Il ne m’appartient pas de désigner la Torah comme un Livre saint ou comme une somme de récits mythologiques. Je m’en tiens ici à un constat : dans l’histoire de notre civilisation, le texte biblique fonde une conception du divin et de la destinée humaine sans laquelle nos manières de penser, de dire et d’agir durant les siècles qui ont précédé la modernité sont incompréhensibles. Ces manières d’être furent radicalement mises en cause par des théoriciens qui prétendirent inventer la science économique et soumettre la morale à une norme utilitaire.

Aujourd’hui, la faillite complète du libéralisme économique provoque des appels à une refondation. La prendre au sérieux, c’est faire retour sur les principes et les règles de l’économie de l’Ancien Testament – non pour se réfugier dans un passé idéalisé, mais afin de reprendre et prolonger un mouvement créateur.

C’est dans le récit biblique de la création du monde que « l’économie chabbatique » qu’évoquait Raphaël Draï prend sa signification primordiale.

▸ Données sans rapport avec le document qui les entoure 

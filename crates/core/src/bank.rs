//! The fixed bank of 30 channels.

use std::{
    fs::File,
    io::{BufWriter, Write},
    path::Path,
};

use rand::Rng;

use crate::{
    channel::{Channel, ChannelId},
    errors::ChannelKey,
    proto::Intensities,
    Error, Result,
};

/// Number of channels in the bank.
pub const CHANNELS_COUNT: usize = 30;

/// Seed values for each channel: `(id, peak wavelength, max radiation)`.
const CHANNEL_TABLE: [(u16, f32, f32); CHANNELS_COUNT] = [
    (1, 405.0, 35_000.0),
    (2, 430.0, 50_000.0),
    (3, 450.0, 55_000.0),
    (4, 490.0, 27_500.0),
    (5, 505.0, 55_000.0),
    (6, 525.0, 37_500.0),
    (7, 545.0, 13_000.0),
    (8, 570.0, 8_500.0),
    (9, 590.0, 13_000.0),
    (10, 610.0, 65_000.0),
    (11, 625.0, 65_000.0),
    (12, 645.0, 65_000.0),
    (13, 660.0, 65_000.0),
    (14, 680.0, 50_000.0),
    (15, 750.0, 32_500.0),
    (16, 770.0, 30_000.0),
    (17, 800.0, 21_000.0),
    (18, 870.0, 0.0),
    (19, 970.0, 0.0),
    (20, 1050.0, 0.0),
    (21, 1200.0, 0.0),
    (22, 1300.0, 0.0),
    (23, 1450.0, 0.0),
    (24, 1550.0, 0.0),
    (25, 1600.0, 0.0),
    (26, 0.0, 0.0),
    // Red, green and blue
    (27, 1.0, 0.0),
    (28, 2.0, 0.0),
    (29, 3.0, 0.0),
    // White
    (30, -1.0, -1.0),
];

/// Summary of a ceiling file load.
#[derive(Debug, Clone, Default, PartialEq, Eq)]
pub struct LoadReport {
    /// Number of ceilings applied to known channels.
    pub applied: usize,
    /// Identifiers which do not belong to the bank.
    pub unknown: Vec<i64>,
    /// The first token that stopped the parsing, if any.
    pub malformed: Option<String>,
}

/// Owns all channels and keeps them in the table order.
#[derive(Debug, Clone)]
pub struct ChannelBank {
    channels: Vec<Channel>,
}

impl Default for ChannelBank {
    fn default() -> Self {
        Self::new()
    }
}

impl ChannelBank {
    /// Creates a bank from the built-in channel table.
    pub fn new() -> Self {
        let channels = CHANNEL_TABLE
            .iter()
            .map(|&(id, peak, max_radiation)| Channel::new(ChannelId(id), peak, max_radiation))
            .collect();
        Self { channels }
    }

    pub fn len(&self) -> usize {
        self.channels.len()
    }

    pub fn is_empty(&self) -> bool {
        self.channels.is_empty()
    }

    pub fn iter(&self) -> impl Iterator<Item = &Channel> + '_ {
        self.channels.iter()
    }

    pub fn iter_mut(&mut self) -> impl Iterator<Item = &mut Channel> + '_ {
        self.channels.iter_mut()
    }

    pub fn get(&self, id: ChannelId) -> Result<&Channel> {
        self.channels
            .iter()
            .find(|channel| channel.id() == id)
            .ok_or(Error::NotFound(ChannelKey::Id(id)))
    }

    pub fn get_mut(&mut self, id: ChannelId) -> Result<&mut Channel> {
        self.channels
            .iter_mut()
            .find(|channel| channel.id() == id)
            .ok_or(Error::NotFound(ChannelKey::Id(id)))
    }

    /// Finds a channel by its peak wavelength.
    ///
    /// The comparison is exact, the caller must pass the same literal as in the channel
    /// table.
    pub fn by_peak(&self, peak: f32) -> Result<&Channel> {
        self.channels
            .iter()
            .find(|channel| channel.peak_wavelength() == peak)
            .ok_or(Error::NotFound(ChannelKey::Peak(peak)))
    }

    pub fn by_peak_mut(&mut self, peak: f32) -> Result<&mut Channel> {
        self.channels
            .iter_mut()
            .find(|channel| channel.peak_wavelength() == peak)
            .ok_or(Error::NotFound(ChannelKey::Peak(peak)))
    }

    /// Resolves a channel by any kind of key.
    pub fn lookup_mut(&mut self, key: ChannelKey) -> Result<&mut Channel> {
        match key {
            ChannelKey::Id(id) => self.get_mut(id),
            ChannelKey::Peak(peak) => self.by_peak_mut(peak),
        }
    }

    /// Randomizes every visible channel within its ceiling.
    ///
    /// Infrared channels keep their values, locked ones are randomized as well.
    pub fn randomize_all<R: Rng + ?Sized>(&mut self, rng: &mut R) {
        for channel in self.channels.iter_mut().filter(|c| !c.is_infrared()) {
            channel.randomize(rng);
        }
    }

    /// Returns a snapshot of all intensities in the table order.
    pub fn intensity_data(&self) -> Intensities {
        let mut data = [0_u8; CHANNELS_COUNT];
        for (byte, channel) in data.iter_mut().zip(&self.channels) {
            *byte = channel.intensity();
        }
        data
    }

    /// Writes one `<id> <max intensity>` line per channel, overwriting the file.
    pub fn save_max_intensities(&self, path: impl AsRef<Path>) -> Result<()> {
        let path = path.as_ref();
        let file = File::create(path).map_err(Error::io(path))?;

        let mut writer = BufWriter::new(file);
        for channel in &self.channels {
            writeln!(writer, "{} {}", channel.id(), channel.max_intensity())
                .map_err(Error::io(path))?;
        }
        writer.flush().map_err(Error::io(path))?;

        log::info!("Saved {} ceilings to {}", self.channels.len(), path.display());
        Ok(())
    }

    /// Reads ceilings previously written by [`Self::save_max_intensities`].
    pub fn load_max_intensities(&mut self, path: impl AsRef<Path>) -> Result<LoadReport> {
        let path = path.as_ref();
        let text = std::fs::read_to_string(path).map_err(Error::io(path))?;

        let report = self.apply_max_intensities(&text);
        log::info!(
            "Loaded {} ceilings from {}",
            report.applied,
            path.display()
        );
        Ok(report)
    }

    /// Applies whitespace separated `(id, value)` pairs.
    ///
    /// Parsing stops at the first token which is not an integer. Values outside of the
    /// byte range are clamped.
    pub fn apply_max_intensities(&mut self, text: &str) -> LoadReport {
        let mut report = LoadReport::default();

        let mut tokens = text.split_whitespace();
        while let Some(id_token) = tokens.next() {
            let Ok(id) = id_token.parse::<i64>() else {
                report.malformed = Some(id_token.to_owned());
                break;
            };
            // A dangling identifier without the value is ignored.
            let Some(value_token) = tokens.next() else {
                break;
            };
            let Ok(value) = value_token.parse::<i64>() else {
                report.malformed = Some(value_token.to_owned());
                break;
            };

            let value = value.clamp(0, i64::from(u8::MAX)) as u8;
            let channel = u16::try_from(id)
                .ok()
                .and_then(|id| self.get_mut(ChannelId(id)).ok());
            match channel {
                Some(channel) => {
                    channel.set_max_intensity(value);
                    report.applied += 1;
                }
                None => {
                    log::warn!("Channel id {id} not found, skipping");
                    report.unknown.push(id);
                }
            }
        }

        if let Some(token) = &report.malformed {
            log::warn!("Stopped reading ceilings at malformed token `{token}`");
        }
        report
    }
}

#[cfg(test)]
mod tests {
    use rand::{rngs::StdRng, SeedableRng};

    use super::*;

    #[test]
    fn test_bank_table() {
        let bank = ChannelBank::new();
        assert_eq!(bank.len(), CHANNELS_COUNT);

        let ids = bank.iter().map(|c| c.id().0).collect::<Vec<_>>();
        assert_eq!(ids, (1..=30).collect::<Vec<_>>());

        let infrared = bank.iter().filter(|c| c.is_infrared()).collect::<Vec<_>>();
        assert_eq!(infrared.len(), 1);
        assert_eq!(infrared[0].id(), ChannelId(26));
    }

    #[test]
    fn test_lookup_by_peak() {
        let mut bank = ChannelBank::new();
        assert_eq!(bank.by_peak(505.0).unwrap().id(), ChannelId(5));
        assert_eq!(bank.by_peak(-1.0).unwrap().id(), ChannelId(30));
        assert_eq!(bank.by_peak(2.0).unwrap().id(), ChannelId(28));
        assert!(matches!(
            bank.by_peak(505.5),
            Err(Error::NotFound(ChannelKey::Peak(_)))
        ));

        bank.by_peak_mut(660.0).unwrap().set_intensity(12).unwrap();
        assert_eq!(bank.get(ChannelId(13)).unwrap().intensity(), 12);
    }

    #[test]
    fn test_randomize_all_skips_infrared() {
        let mut rng = StdRng::seed_from_u64(42);
        let mut bank = ChannelBank::new();
        bank.get_mut(ChannelId(3)).unwrap().set_max_intensity(9);
        // Even a raised ceiling does not enable the infrared channel.
        bank.get_mut(ChannelId(26)).unwrap().set_max_intensity(255);

        for _ in 0..200 {
            bank.randomize_all(&mut rng);
            for channel in bank.iter() {
                assert!(channel.intensity() <= channel.max_intensity());
            }
            assert_eq!(bank.get(ChannelId(26)).unwrap().intensity(), 0);
        }
    }

    #[test]
    fn test_intensity_data_order() {
        let mut bank = ChannelBank::new();
        bank.get_mut(ChannelId(1)).unwrap().set_intensity(1).unwrap();
        bank.get_mut(ChannelId(30)).unwrap().set_intensity(30).unwrap();

        let data = bank.intensity_data();
        assert_eq!(data[0], 1);
        assert_eq!(data[29], 30);
        assert!(data[1..29].iter().all(|&b| b == 0));
    }

    #[test]
    fn test_apply_max_intensities() {
        let mut bank = ChannelBank::new();
        let report = bank.apply_max_intensities("1 10\n2 300\n99 5\n3 -4\n");

        assert_eq!(report.applied, 3);
        assert_eq!(report.unknown, vec![99]);
        assert_eq!(report.malformed, None);
        assert_eq!(bank.get(ChannelId(1)).unwrap().max_intensity(), 10);
        assert_eq!(bank.get(ChannelId(2)).unwrap().max_intensity(), 255);
        assert_eq!(bank.get(ChannelId(3)).unwrap().max_intensity(), 0);
    }

    #[test]
    fn test_apply_max_intensities_stops_at_garbage() {
        let mut bank = ChannelBank::new();
        let report = bank.apply_max_intensities("1 10 2 x 3 30");

        assert_eq!(report.applied, 1);
        assert_eq!(report.malformed.as_deref(), Some("x"));
        assert_eq!(bank.get(ChannelId(1)).unwrap().max_intensity(), 10);
        assert_eq!(bank.get(ChannelId(2)).unwrap().max_intensity(), 255);
        assert_eq!(bank.get(ChannelId(3)).unwrap().max_intensity(), 255);
    }
}
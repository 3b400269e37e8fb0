use core::fmt::{self, Display};
use std::{io, path::Path};

use displaydoc::Display;

use crate::{channel::ChannelId, proto::FrameError};

/// A specialized result type for the LED bank operations.
pub type Result<T> = core::result::Result<T, Error>;

/// Category of an operation outcome as seen by the caller.
#[derive(Clone, Copy, PartialEq, Eq, PartialOrd, Ord, Debug, Hash)]
pub enum Severity {
    Info,
    Warning,
    Error,
}

impl Display for Severity {
    fn fmt(&self, f: &mut fmt::Formatter<'_>) -> fmt::Result {
        match self {
            Severity::Info => f.write_str("Info"),
            Severity::Warning => f.write_str("Warning"),
            Severity::Error => f.write_str("Error"),
        }
    }
}

/// A key used to look up a channel in the bank.
#[derive(Clone, Copy, PartialEq, Debug)]
pub enum ChannelKey {
    /// Channel identifier, written as `l<id>` on the command line.
    Id(ChannelId),
    /// Peak wavelength, matched exactly.
    Peak(f32),
}

impl Display for ChannelKey {
    fn fmt(&self, f: &mut fmt::Formatter<'_>) -> fmt::Result {
        match self {
            ChannelKey::Id(id) => write!(f, "l{id}"),
            ChannelKey::Peak(peak) => write!(f, "with peak {peak}"),
        }
    }
}

impl From<ChannelId> for ChannelKey {
    fn from(id: ChannelId) -> Self {
        Self::Id(id)
    }
}

/// Errors that can occur while driving the LED bank.
#[derive(Display, Debug)]
pub enum Error {
    /// Channel {0} not found.
    NotFound(ChannelKey),
    /// Channel l{0} is locked.
    Locked(ChannelId),
    /// Serial port is not open, use `setcom` to open it.
    TransportNotOpen,
    /// Unable to open serial port {port}: {reason}.
    PortOpen { port: String, reason: String },
    /// Failed to send data to serial port: {0}.
    SendFailed(String),
    /// I/O error on {path}: {source}.
    Io { path: String, source: io::Error },
    /// Invalid frame at line {line}: {reason}.
    InvalidFrame { line: usize, reason: FrameError },
    /// Replay is not active.
    ReplayInactive,
    /// No more data to replay.
    ReplayExhausted,
    /// Only advance and `replay stop` are accepted in replay mode.
    ModeRestricted,
    /// Invalid argument: {0}.
    InvalidArgument(String),
    /// Unknown command `{0}`, type `help` for usage.
    UnknownCommand(String),
}

impl Error {
    /// Returns the reporting category of this error.
    pub fn severity(&self) -> Severity {
        match self {
            Error::Locked(_) | Error::ReplayExhausted | Error::ModeRestricted => Severity::Warning,
            _ => Severity::Error,
        }
    }

    /// Creates a mapper from an I/O error on the given file.
    pub fn io(path: impl AsRef<Path>) -> impl FnOnce(io::Error) -> Self {
        let path = path.as_ref().display().to_string();
        move |source| Self::Io { path, source }
    }

    /// Creates a new port open error.
    pub fn port_open<E>(port: &str, reason: E) -> Self
    where
        E: Display,
    {
        Self::PortOpen {
            port: port.to_owned(),
            reason: reason.to_string(),
        }
    }

    /// Creates a new send failure error.
    pub fn send_failed<E>(reason: E) -> Self
    where
        E: Display,
    {
        Self::SendFailed(reason.to_string())
    }

    /// Creates a new invalid argument error.
    pub fn invalid_argument<E>(reason: E) -> Self
    where
        E: Display,
    {
        Self::InvalidArgument(reason.to_string())
    }
}

impl std::error::Error for Error {
    fn source(&self) -> Option<&(dyn std::error::Error + 'static)> {
        match self {
            Error::Io { source, .. } => Some(source),
            Error::InvalidFrame { reason, .. } => Some(reason),
            _ => None,
        }
    }
}

impl From<Error> for io::Error {
    fn from(err: Error) -> Self {
        io::Error::new(io::ErrorKind::Other, err)
    }
}

#[cfg(test)]
mod tests {
    use super::*;

    #[test]
    fn test_error_messages() {
        assert_eq!(
            Error::NotFound(ChannelKey::Id(ChannelId(42))).to_string(),
            "Channel l42 not found."
        );
        assert_eq!(
            Error::NotFound(ChannelKey::Peak(505.0)).to_string(),
            "Channel with peak 505 not found."
        );
        assert_eq!(
            Error::InvalidFrame {
                line: 3,
                reason: FrameError::WrongLength(31)
            }
            .to_string(),
            "Invalid frame at line 3: expected 32 bytes, got 31."
        );
    }

    #[test]
    fn test_error_severity() {
        assert_eq!(Error::Locked(ChannelId(1)).severity(), Severity::Warning);
        assert_eq!(Error::ModeRestricted.severity(), Severity::Warning);
        assert_eq!(Error::ReplayExhausted.severity(), Severity::Warning);
        assert_eq!(Error::TransportNotOpen.severity(), Severity::Error);
        assert_eq!(
            Error::io("led_config.cfg")(io::ErrorKind::NotFound.into()).severity(),
            Severity::Error
        );
    }
}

Le Dieu qui crée le ciel et la terre, les animaux, les végétaux puis l’Humain (Ha-adam) contemple son œuvre à la fin du sixième jour et voit que cela est “très bien”(tov). Le septième jour est celui du chabbat, du repos, après que Dieu eut créé la terre, donnée l’Humain. La Création est un bien, une donation sanctifiée et bénie après réflexion de Dieu sur son acte créateur. Le chabbat du Créateur, consacré à cette prise de conscience de l’œuvre accomplie, deviendra une loi pour toutes les créatures.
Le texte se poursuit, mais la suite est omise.